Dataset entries
···
use std::fmt;
use std::marker::PhantomData;
use std::ptr::NonNull;
use std::sync::atomic::{self, AtomicUsize, Ordering};

use crate::error::{OwnershipError, Result};
use crate::finalizer::{Adopted, Finalizer};

const MAX_OWNERS: usize = isize::MAX as usize;

/// Reference-counted ownership of a resource.
///
/// Every clone joins the same ownership class: one control block holding the
/// owner count, the resource pointer and the finalizer. The finalizer runs once,
/// when the count goes from 1 to 0.
///
/// Distinct handles may be cloned and dropped from different threads. A single
/// handle is mutated through `&mut self` only.
pub struct SharedOwner<T: ?Sized> {
    block: Option<NonNull<ControlBlock<T>>>,
    _marker: PhantomData<ControlBlock<T>>,
}

unsafe impl<T: ?Sized + Send + Sync> Send for SharedOwner<T> {}
unsafe impl<T: ?Sized + Send + Sync> Sync for SharedOwner<T> {}

struct ControlBlock<T: ?Sized> {
    owners: AtomicUsize,
    adopted: Adopted<T>,
}

/// Builds the resource and wraps it in a fresh [`SharedOwner`].
pub fn make_shared<T>(value: T) -> SharedOwner<T> {
    SharedOwner::new(value)
}

impl<T> SharedOwner<T> {
    pub fn new(value: T) -> SharedOwner<T> {
        Self::from_box(Box::new(value))
    }
}

impl<T: ?Sized> SharedOwner<T> {
    pub const fn empty() -> Self {
        Self {
            block: None,
            _marker: PhantomData,
        }
    }

    pub fn from_box(value: Box<T>) -> Self {
        Self::adopt(Some(Adopted::from_box(value)))
    }

    /// Adopts `ptr` with the default finalizer. A null `ptr` gives an empty handle.
    ///
    /// # Safety
    ///
    /// A non-null `ptr` must come from `Box::into_raw` and must not be owned elsewhere.
    pub unsafe fn from_raw(ptr: *mut T) -> Self {
        unsafe { Self::from_raw_with(ptr, Finalizer::destroy()) }
    }

    /// Adopts `ptr`, to be ended by `finalizer`. A null `ptr` gives an empty
    /// handle and `finalizer` is dropped without being called.
    ///
    /// # Safety
    ///
    /// A non-null `ptr` must stay valid until `finalizer` runs and must not be
    /// owned elsewhere.
    pub unsafe fn from_raw_with(ptr: *mut T, finalizer: Finalizer<T>) -> Self {
        Self::adopt(unsafe { Adopted::from_raw(ptr, finalizer) })
    }

    fn adopt(adopted: Option<Adopted<T>>) -> Self {
        let block = adopted.map(|adopted| {
            let block = Box::new(ControlBlock {
                owners: AtomicUsize::new(1),
                adopted,
            });
            let block = NonNull::from(Box::leak(block));
            log::trace!("new control block at {:p}", block);
            block
        });
        Self {
            block,
            _marker: PhantomData,
        }
    }

    #[inline]
    fn inner(&self) -> Option<&ControlBlock<T>> {
        // SAFETY: a block stays allocated while this handle counts as one of its owners.
        self.block.map(|block| unsafe { block.as_ref() })
    }

    /// Raw resource pointer, without touching ownership.
    #[inline]
    pub fn get(&self) -> Option<NonNull<T>> {
        self.inner().map(|inner| inner.adopted.resource())
    }

    pub fn try_get(&self) -> Result<&T> {
        match self.inner() {
            // SAFETY: the resource lives as long as the block that owns it.
            Some(inner) => Ok(unsafe { inner.adopted.resource().as_ref() }),
            None => Err(OwnershipError::Empty),
        }
    }

    /// Mutable access, available only while this handle is the sole owner.
    pub fn get_mut(&mut self) -> Option<&mut T> {
        let inner = self.inner()?;
        if inner.owners.load(Ordering::Acquire) != 1 {
            return None;
        }
        let mut resource = inner.adopted.resource();
        // SAFETY: no other handle can reach the resource and `self` is borrowed mutably.
        Some(unsafe { resource.as_mut() })
    }

    /// Number of handles in this ownership class; 0 for an empty handle.
    pub fn owner_count(&self) -> usize {
        self.inner()
            .map_or(0, |inner| inner.owners.load(Ordering::Acquire))
    }

    pub fn is_unique(&self) -> bool {
        self.owner_count() <= 1
    }

    #[inline]
    pub fn is_empty(&self) -> bool {
        self.block.is_none()
    }

    /// Whether both handles belong to the same ownership class.
    pub fn ptr_eq(&self, other: &Self) -> bool {
        self.block == other.block
    }

    /// Leaves the ownership class; the handle becomes empty.
    pub fn reset(&mut self) {
        if let Some(block) = self.block.take() {
            // SAFETY: `block` was this handle's share of the class.
            unsafe { Self::leave(block) };
        }
    }

    pub fn reset_to(&mut self, value: Box<T>) {
        self.reset();
        *self = Self::from_box(value);
    }

    /// # Safety
    ///
    /// Same contract as [`SharedOwner::from_raw`].
    pub unsafe fn reset_to_raw(&mut self, ptr: *mut T) {
        unsafe { self.reset_to_raw_with(ptr, Finalizer::destroy()) }
    }

    /// # Safety
    ///
    /// Same contract as [`SharedOwner::from_raw_with`].
    pub unsafe fn reset_to_raw_with(&mut self, ptr: *mut T, finalizer: Finalizer<T>) {
        self.reset();
        *self = unsafe { Self::from_raw_with(ptr, finalizer) };
    }

    /// Hands the resource back to the caller without finalizing it.
    ///
    /// Only the sole owner may do this. While other handles share the resource
    /// the call fails and nothing changes. An empty handle yields `Ok(None)`.
    pub fn release(&mut self) -> Result<Option<NonNull<T>>> {
        let Some(block) = self.block else {
            return Ok(None);
        };
        // SAFETY: `self` still owns a share of the block.
        let owners = &unsafe { block.as_ref() }.owners;
        if let Err(owners) = owners.compare_exchange(1, 0, Ordering::Acquire, Ordering::Relaxed) {
            log::debug!("refusing to release resource shared by {owners} owners");
            return Err(OwnershipError::Shared { owners });
        }
        self.block = None;
        // SAFETY: the count was 1 and `self` held it, so nobody else can reach the block.
        let ControlBlock { adopted, .. } = *unsafe { Box::from_raw(block.as_ptr()) };
        Ok(Some(adopted.into_raw()))
    }

    fn join(&self) -> Option<NonNull<ControlBlock<T>>> {
        let inner = self.inner()?;
        let old = inner.owners.fetch_add(1, Ordering::Relaxed);
        if old > MAX_OWNERS {
            std::process::abort();
        }
        self.block
    }

    /// Drops one share of `block`, finalizing the resource if it was the last.
    ///
    /// # Safety
    ///
    /// The caller must own a share of `block` and must not use it afterwards.
    unsafe fn leave(block: NonNull<ControlBlock<T>>) {
        let inner = unsafe { block.as_ref() };
        if inner.owners.fetch_sub(1, Ordering::Release) == 1 {
            atomic::fence(Ordering::Acquire);
            log::trace!("last owner left control block at {:p}", block);
            let ControlBlock { adopted, .. } = *unsafe { Box::from_raw(block.as_ptr()) };
            adopted.finalize();
        }
    }
}

impl<T: ?Sized> Clone for SharedOwner<T> {
    fn clone(&self) -> Self {
        Self {
            block: self.join(),
            _marker: PhantomData,
        }
    }

    /// Leaves the current class before joining `source`'s.
    fn clone_from(&mut self, source: &Self) {
        if self.ptr_eq(source) {
            return;
        }
        self.reset();
        self.block = source.join();
    }
}

impl<T: ?Sized> std::ops::Deref for SharedOwner<T> {
    type Target = T;
    fn deref(&self) -> &Self::Target {
        match self.try_get() {
            Ok(resource) => resource,
            Err(e) => panic!("{e}"),
        }
    }
}

impl<T: ?Sized> Drop for SharedOwner<T> {
    fn drop(&mut self) {
        self.reset();
    }
}

impl<T: ?Sized> Default for SharedOwner<T> {
    fn default() -> Self {
        Self::empty()
    }
}

impl<T: ?Sized> From<Box<T>> for SharedOwner<T> {
    fn from(value: Box<T>) -> Self {
        Self::from_box(value)
    }
}

impl<T: ?Sized + fmt::Debug> fmt::Debug for SharedOwner<T> {
    fn fmt(&self, f: &mut fmt::Formatter<'_>) -> fmt::Result {
        f.debug_struct("SharedOwner")
            .field("resource", &self.try_get().ok())
            .field("owners", &self.owner_count())
            .finish()
    }
}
···
Check each line of the entries above for the string "Result", and return those that contain it.

* **Solved problem**
use crate::error::{OwnershipError, Result};
    pub fn try_get(&self) -> Result<&T> {
    pub fn release(&mut self) -> Result<Option<NonNull<T>>> {
    fn fmt(&self, f: &mut fmt::Formatter<'_>) -> fmt::Result {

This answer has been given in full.